* Information provided *
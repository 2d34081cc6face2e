//! Payment Orchestrator Service
//!
//! Front door for "charge this amount for this purpose". Creates the ledger
//! row, invokes the adapter selected by the payer's provider family, and moves
//! the row to `processing` once the provider has accepted the request. Terminal
//! states are left to reconciliation.

use crate::database::order_repository::{OrderRepository, OrderStatus};
use crate::database::transaction_repository::{
    NewPaymentTransaction, PaymentTransaction, TransactionState,
};
use crate::error::{AppError, DomainError};
use crate::payments::error::PaymentError;
use crate::payments::factory::ProviderRegistry;
use crate::payments::types::{InitiateRequest, Money, PayerDetails, PaymentPurpose};
use crate::services::ledger::{LedgerError, LedgerService};
use chrono::Utc;
use serde::{Deserialize, Serialize};
use serde_json::Value as JsonValue;
use std::sync::atomic::{AtomicI64, Ordering};
use std::sync::Arc;
use thiserror::Error;
use tracing::{error, info, warn};
use uuid::Uuid;

// ============================================================================
// Request / Result Types
// ============================================================================

#[derive(Debug, Clone, Serialize, Deserialize)]
pub struct SubmitPaymentRequest {
    pub user_id: Uuid,
    pub purpose: PaymentPurpose,
    pub amount: Money,
    pub payer: PayerDetails,
    pub linked_entity_id: Option<Uuid>,
    #[serde(default)]
    pub description: Option<String>,
    /// Lets a client retry a submission without risking a second charge.
    /// Generated when absent.
    #[serde(default)]
    pub idempotency_reference: Option<String>,
    #[serde(default)]
    pub metadata: Option<JsonValue>,
}

#[derive(Debug, Clone, Serialize)]
pub struct OrchestrationResult {
    pub transaction: PaymentTransaction,
    /// Set for hosted checkouts on the first submission only.
    pub checkout_url: Option<String>,
    /// True when the idempotency reference matched an earlier submission.
    pub duplicate: bool,
}

// ============================================================================
// Errors
// ============================================================================

#[derive(Debug, Error)]
pub enum OrchestratorError {
    /// Rejected before any ledger row was written.
    #[error("payment rejected: {0}")]
    Rejected(#[source] PaymentError),

    #[error("order {0} not found")]
    OrderNotFound(Uuid),

    #[error("order {order_id} is {status} and cannot be paid")]
    OrderNotPayable { order_id: Uuid, status: OrderStatus },

    /// The row exists and is now `failed`; a retry needs a fresh reference.
    #[error("provider failed for transaction {transaction_id}: {source}")]
    ProviderFailed {
        transaction_id: Uuid,
        #[source]
        source: PaymentError,
    },

    /// The provider accepted the request but the `processing` transition
    /// could not be stored. Money may be moving; reconciliation settles it.
    #[error("provider accepted transaction {transaction_id} but the ledger update failed: {source}")]
    Unrecorded {
        transaction_id: Uuid,
        #[source]
        source: LedgerError,
    },

    #[error(transparent)]
    Ledger(#[from] LedgerError),
}

impl OrchestratorError {
    /// True when no provider call can have moved money for this request.
    pub fn nothing_sent(&self) -> bool {
        !matches!(self, OrchestratorError::Unrecorded { .. })
    }
}

impl From<OrchestratorError> for AppError {
    fn from(err: OrchestratorError) -> Self {
        match err {
            OrchestratorError::Rejected(e) => e.into(),
            OrchestratorError::OrderNotFound(order_id) => {
                AppError::domain(DomainError::OrderNotFound {
                    order_id: order_id.to_string(),
                })
            }
            OrchestratorError::OrderNotPayable { order_id, status } => {
                AppError::domain(DomainError::InvalidTransition {
                    transaction_id: order_id.to_string(),
                    current_state: status.to_string(),
                    target_state: OrderStatus::Paid.to_string(),
                })
            }
            OrchestratorError::ProviderFailed {
                transaction_id,
                source,
            } => AppError::from(source).with_context(format!("transaction_id={}", transaction_id)),
            OrchestratorError::Unrecorded {
                transaction_id,
                source,
            } => AppError::from(source).with_context(format!("transaction_id={}", transaction_id)),
            OrchestratorError::Ledger(e) => e.into(),
        }
    }
}

pub type OrchestratorResult<T> = Result<T, OrchestratorError>;

// ============================================================================
// Orchestrator
// ============================================================================

pub struct PaymentOrchestrator {
    ledger: LedgerService,
    providers: ProviderRegistry,
    orders: Arc<dyn OrderRepository>,
    last_stamp: AtomicI64,
}

impl PaymentOrchestrator {
    pub fn new(
        ledger: LedgerService,
        providers: ProviderRegistry,
        orders: Arc<dyn OrderRepository>,
    ) -> Self {
        Self {
            ledger,
            providers,
            orders,
            last_stamp: AtomicI64::new(0),
        }
    }

    pub fn ledger(&self) -> &LedgerService {
        &self.ledger
    }

    pub fn providers(&self) -> &ProviderRegistry {
        &self.providers
    }

    /// Submits a collection. At most one provider call is made per ledger row;
    /// a repeated idempotency reference returns the existing row untouched.
    ///
    /// Withdrawals are refused here; they only leave through [`disburse`],
    /// after the payout engine has reserved the seller's balance.
    ///
    /// [`disburse`]: PaymentOrchestrator::disburse
    pub async fn submit(
        &self,
        request: SubmitPaymentRequest,
    ) -> OrchestratorResult<OrchestrationResult> {
        if request.purpose == PaymentPurpose::Withdrawal {
            return Err(OrchestratorError::Rejected(PaymentError::ValidationError {
                message: "withdrawals must be requested through the seller payout flow"
                    .to_string(),
                field: Some("purpose".to_string()),
            }));
        }
        self.execute(request).await
    }

    /// Sends a payout for a withdrawal whose funds are already reserved.
    pub(crate) async fn disburse(
        &self,
        request: SubmitPaymentRequest,
    ) -> OrchestratorResult<OrchestrationResult> {
        debug_assert_eq!(request.purpose, PaymentPurpose::Withdrawal);
        self.execute(request).await
    }

    async fn execute(
        &self,
        request: SubmitPaymentRequest,
    ) -> OrchestratorResult<OrchestrationResult> {
        // Validation: nothing is written if any of these fail.
        request
            .amount
            .validate_positive("amount")
            .map_err(OrchestratorError::Rejected)?;
        let kind = request.payer.provider_kind();
        let provider = self.providers.get(kind).map_err(OrchestratorError::Rejected)?;
        provider
            .validate_payer(&request.payer)
            .map_err(OrchestratorError::Rejected)?;
        if request.purpose == PaymentPurpose::OrderPayment {
            self.check_order_payable(&request).await?;
        }

        let idempotency_reference = match request.idempotency_reference.as_deref() {
            Some(reference) if !reference.trim().is_empty() => reference.trim().to_string(),
            _ => self.generate_reference(
                request.purpose,
                request.linked_entity_id.unwrap_or(request.user_id),
            ),
        };
        let description = request
            .description
            .clone()
            .unwrap_or_else(|| request.purpose.as_str().replace('_', " "));

        let created = self
            .ledger
            .create(NewPaymentTransaction {
                user_id: request.user_id,
                amount: request.amount.clone(),
                purpose: request.purpose,
                provider_kind: kind,
                idempotency_reference: idempotency_reference.clone(),
                description: description.clone(),
                linked_entity_id: request.linked_entity_id,
            })
            .await;

        let transaction = match created {
            Ok(tx) => tx,
            Err(LedgerError::DuplicateIdempotencyKey { existing, .. }) => {
                return Ok(OrchestrationResult {
                    transaction: *existing,
                    checkout_url: None,
                    duplicate: true,
                });
            }
            Err(e) => return Err(e.into()),
        };

        let initiated = provider
            .initiate(InitiateRequest {
                amount: request.amount,
                purpose: request.purpose,
                idempotency_reference: idempotency_reference.clone(),
                description,
                payer: request.payer,
                metadata: request.metadata,
            })
            .await;

        let response = match initiated {
            Ok(response) => response,
            Err(source) => {
                error!(
                    transaction_id = %transaction.id,
                    idempotency_reference = %idempotency_reference,
                    provider_kind = %kind,
                    error = %source,
                    "provider initiation failed"
                );
                self.mark_failed(transaction.id).await?;
                return Err(OrchestratorError::ProviderFailed {
                    transaction_id: transaction.id,
                    source,
                });
            }
        };

        info!(
            transaction_id = %transaction.id,
            idempotency_reference = %idempotency_reference,
            provider_reference = %response.provider_reference,
            provider_kind = %kind,
            "provider accepted payment"
        );

        let transaction = match self
            .ledger
            .transition(
                transaction.id,
                &[TransactionState::Pending],
                TransactionState::Processing,
                Some(&response.provider_reference),
            )
            .await
        {
            Ok(tx) => tx,
            // A webhook beat us to it; the row already reflects a later state.
            Err(LedgerError::InvalidTransition { current, .. }) => {
                info!(
                    transaction_id = %current.id,
                    state = %current.state,
                    "row moved on before processing was recorded"
                );
                *current
            }
            Err(source) => {
                error!(
                    transaction_id = %transaction.id,
                    provider_reference = %response.provider_reference,
                    error = %source,
                    "provider accepted payment but processing was not recorded"
                );
                return Err(OrchestratorError::Unrecorded {
                    transaction_id: transaction.id,
                    source,
                });
            }
        };

        Ok(OrchestrationResult {
            transaction,
            checkout_url: response.checkout_url,
            duplicate: false,
        })
    }

    pub async fn get_transaction(&self, id: Uuid) -> OrchestratorResult<PaymentTransaction> {
        Ok(self.ledger.get(id).await?)
    }

    async fn check_order_payable(&self, request: &SubmitPaymentRequest) -> OrchestratorResult<()> {
        let order_id = request.linked_entity_id.ok_or_else(|| {
            OrchestratorError::Rejected(PaymentError::ValidationError {
                message: "order payments must reference an order".to_string(),
                field: Some("linked_entity_id".to_string()),
            })
        })?;
        let order = self
            .orders
            .find_order(order_id)
            .await
            .map_err(LedgerError::from)?
            .ok_or(OrchestratorError::OrderNotFound(order_id))?;

        if order.status != OrderStatus::Pending {
            return Err(OrchestratorError::OrderNotPayable {
                order_id,
                status: order.status,
            });
        }
        if order.total_amount != request.amount.amount || order.currency != request.amount.currency
        {
            return Err(OrchestratorError::Rejected(PaymentError::ValidationError {
                message: format!(
                    "amount {} {} does not match order total {} {}",
                    request.amount.amount,
                    request.amount.currency,
                    order.total_amount,
                    order.currency
                ),
                field: Some("amount".to_string()),
            }));
        }
        Ok(())
    }

    async fn mark_failed(&self, id: Uuid) -> OrchestratorResult<()> {
        match self
            .ledger
            .transition(id, &[TransactionState::Pending], TransactionState::Failed, None)
            .await
        {
            Ok(_) => Ok(()),
            Err(LedgerError::InvalidTransition { current, .. }) => {
                warn!(
                    transaction_id = %id,
                    state = %current.state,
                    "could not mark row failed after provider error"
                );
                Ok(())
            }
            Err(e) => Err(e.into()),
        }
    }

    /// `{prefix}-{entity}-{millis}` with the millisecond stamp forced to be
    /// strictly increasing within this process.
    fn generate_reference(&self, purpose: PaymentPurpose, entity: Uuid) -> String {
        let now = Utc::now().timestamp_millis();
        let previous = self
            .last_stamp
            .fetch_update(Ordering::SeqCst, Ordering::SeqCst, |last| {
                Some(now.max(last + 1))
            })
            .unwrap_or(now);
        let stamp = now.max(previous + 1);
        format!("{}-{}-{}", purpose.reference_prefix(), entity.simple(), stamp)
    }
}
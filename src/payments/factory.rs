use crate::payments::error::{PaymentError, PaymentResult};
use crate::payments::provider::PaymentProvider;
use crate::payments::providers::{HostedProvider, PushProvider};
use crate::payments::types::ProviderKind;
use std::collections::HashMap;
use std::sync::Arc;
use tracing::warn;

/// Adapters keyed by provider family. A ledger row's `provider_kind`
/// selects the adapter for initiation, status checks and webhooks.
#[derive(Clone, Default)]
pub struct ProviderRegistry {
    providers: HashMap<ProviderKind, Arc<dyn PaymentProvider>>,
}

impl ProviderRegistry {
    pub fn new() -> Self {
        Self::default()
    }

    pub fn with_provider(mut self, provider: Arc<dyn PaymentProvider>) -> Self {
        self.register(provider);
        self
    }

    pub fn register(&mut self, provider: Arc<dyn PaymentProvider>) {
        self.providers.insert(provider.kind(), provider);
    }

    /// Builds every adapter whose credentials are present in the environment.
    /// A missing credential disables that family instead of failing startup.
    pub fn from_env() -> Self {
        let mut registry = Self::new();
        match PushProvider::from_env() {
            Ok(provider) => registry.register(Arc::new(provider)),
            Err(e) => warn!(error = %e, "push provider disabled"),
        }
        match HostedProvider::from_env() {
            Ok(provider) => registry.register(Arc::new(provider)),
            Err(e) => warn!(error = %e, "hosted provider disabled"),
        }
        registry
    }

    pub fn get(&self, kind: ProviderKind) -> PaymentResult<Arc<dyn PaymentProvider>> {
        self.providers
            .get(&kind)
            .cloned()
            .ok_or(PaymentError::ValidationError {
                message: format!("provider {} is not configured", kind),
                field: Some("provider_kind".to_string()),
            })
    }

    pub fn list_available(&self) -> Vec<ProviderKind> {
        let mut kinds: Vec<ProviderKind> = self.providers.keys().copied().collect();
        kinds.sort_by_key(|k| k.as_str());
        kinds
    }
}

#[cfg(test)]
mod tests {
    use super::*;
    use crate::payments::providers::{HostedProviderConfig, PushProviderConfig};

    #[test]
    fn registry_resolves_registered_kinds_only() {
        let push = PushProvider::new(PushProviderConfig {
            api_key: "k".to_string(),
            webhook_secret: None,
            base_url: "https://push.example".to_string(),
            country_code: "255".to_string(),
            timeout_secs: 1,
            max_retries: 0,
        })
        .expect("provider init should succeed");
        let registry = ProviderRegistry::new().with_provider(Arc::new(push));

        assert!(registry.get(ProviderKind::Push).is_ok());
        assert!(registry.get(ProviderKind::Hosted).is_err());
        assert_eq!(registry.list_available(), vec![ProviderKind::Push]);

        let hosted = HostedProvider::new(HostedProviderConfig {
            secret_key: "k".to_string(),
            webhook_secret: None,
            base_url: "https://hosted.example".to_string(),
            callback_base_url: "https://shop.example".to_string(),
            checkout_title: "t".to_string(),
            timeout_secs: 1,
            max_retries: 0,
        })
        .expect("provider init should succeed");
        let registry = registry.with_provider(Arc::new(hosted));
        assert_eq!(
            registry.list_available(),
            vec![ProviderKind::Hosted, ProviderKind::Push]
        );
    }
}
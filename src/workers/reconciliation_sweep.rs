use crate::config::ReconciliationConfig;
use crate::services::reconciliation::ReconciliationService;
use std::sync::Arc;
use tokio::sync::watch;
use tracing::{info, warn};

// ---------------------------------------------------------------------------
// Worker
// ---------------------------------------------------------------------------

/// Periodically asks providers about rows stuck in `pending`/`processing`.
///
/// A row is only settled when the provider reports a terminal status; age
/// alone never fails a payment, since the money may still be in flight.
pub struct ReconciliationSweepWorker {
    service: Arc<ReconciliationService>,
    config: ReconciliationConfig,
}

impl ReconciliationSweepWorker {
    pub fn new(service: Arc<ReconciliationService>, config: ReconciliationConfig) -> Self {
        Self { service, config }
    }

    pub async fn run(self, mut shutdown_rx: watch::Receiver<bool>) {
        info!(
            poll_interval_secs = self.config.poll_interval.as_secs(),
            stale_after_secs = self.config.stale_after.as_secs(),
            batch_size = self.config.batch_size,
            "reconciliation sweep worker started"
        );

        loop {
            tokio::select! {
                _ = shutdown_rx.changed() => {
                    if *shutdown_rx.borrow() {
                        info!("reconciliation sweep worker stopping");
                        break;
                    }
                }
                _ = tokio::time::sleep(self.config.poll_interval) => {
                    if let Err(e) = self.run_cycle().await {
                        warn!(error = %e, "reconciliation sweep cycle failed");
                    }
                }
            }
        }

        info!("reconciliation sweep worker stopped");
    }

    pub async fn run_cycle(&self) -> anyhow::Result<()> {
        let report = self
            .service
            .sweep_stale(self.config.stale_after, self.config.batch_size)
            .await?;
        if report.examined > 0 {
            info!(
                examined = report.examined,
                resolved = report.resolved,
                failed_checks = report.failed_checks,
                "reconciliation sweep finished"
            );
        }
        Ok(())
    }
}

* How to complete this task *
The lines of the records that contain the string "database" should be located and copied.

* Response area *
use crate::database::order_repository::{OrderRepository, OrderStatus};
use crate::database::transaction_repository::{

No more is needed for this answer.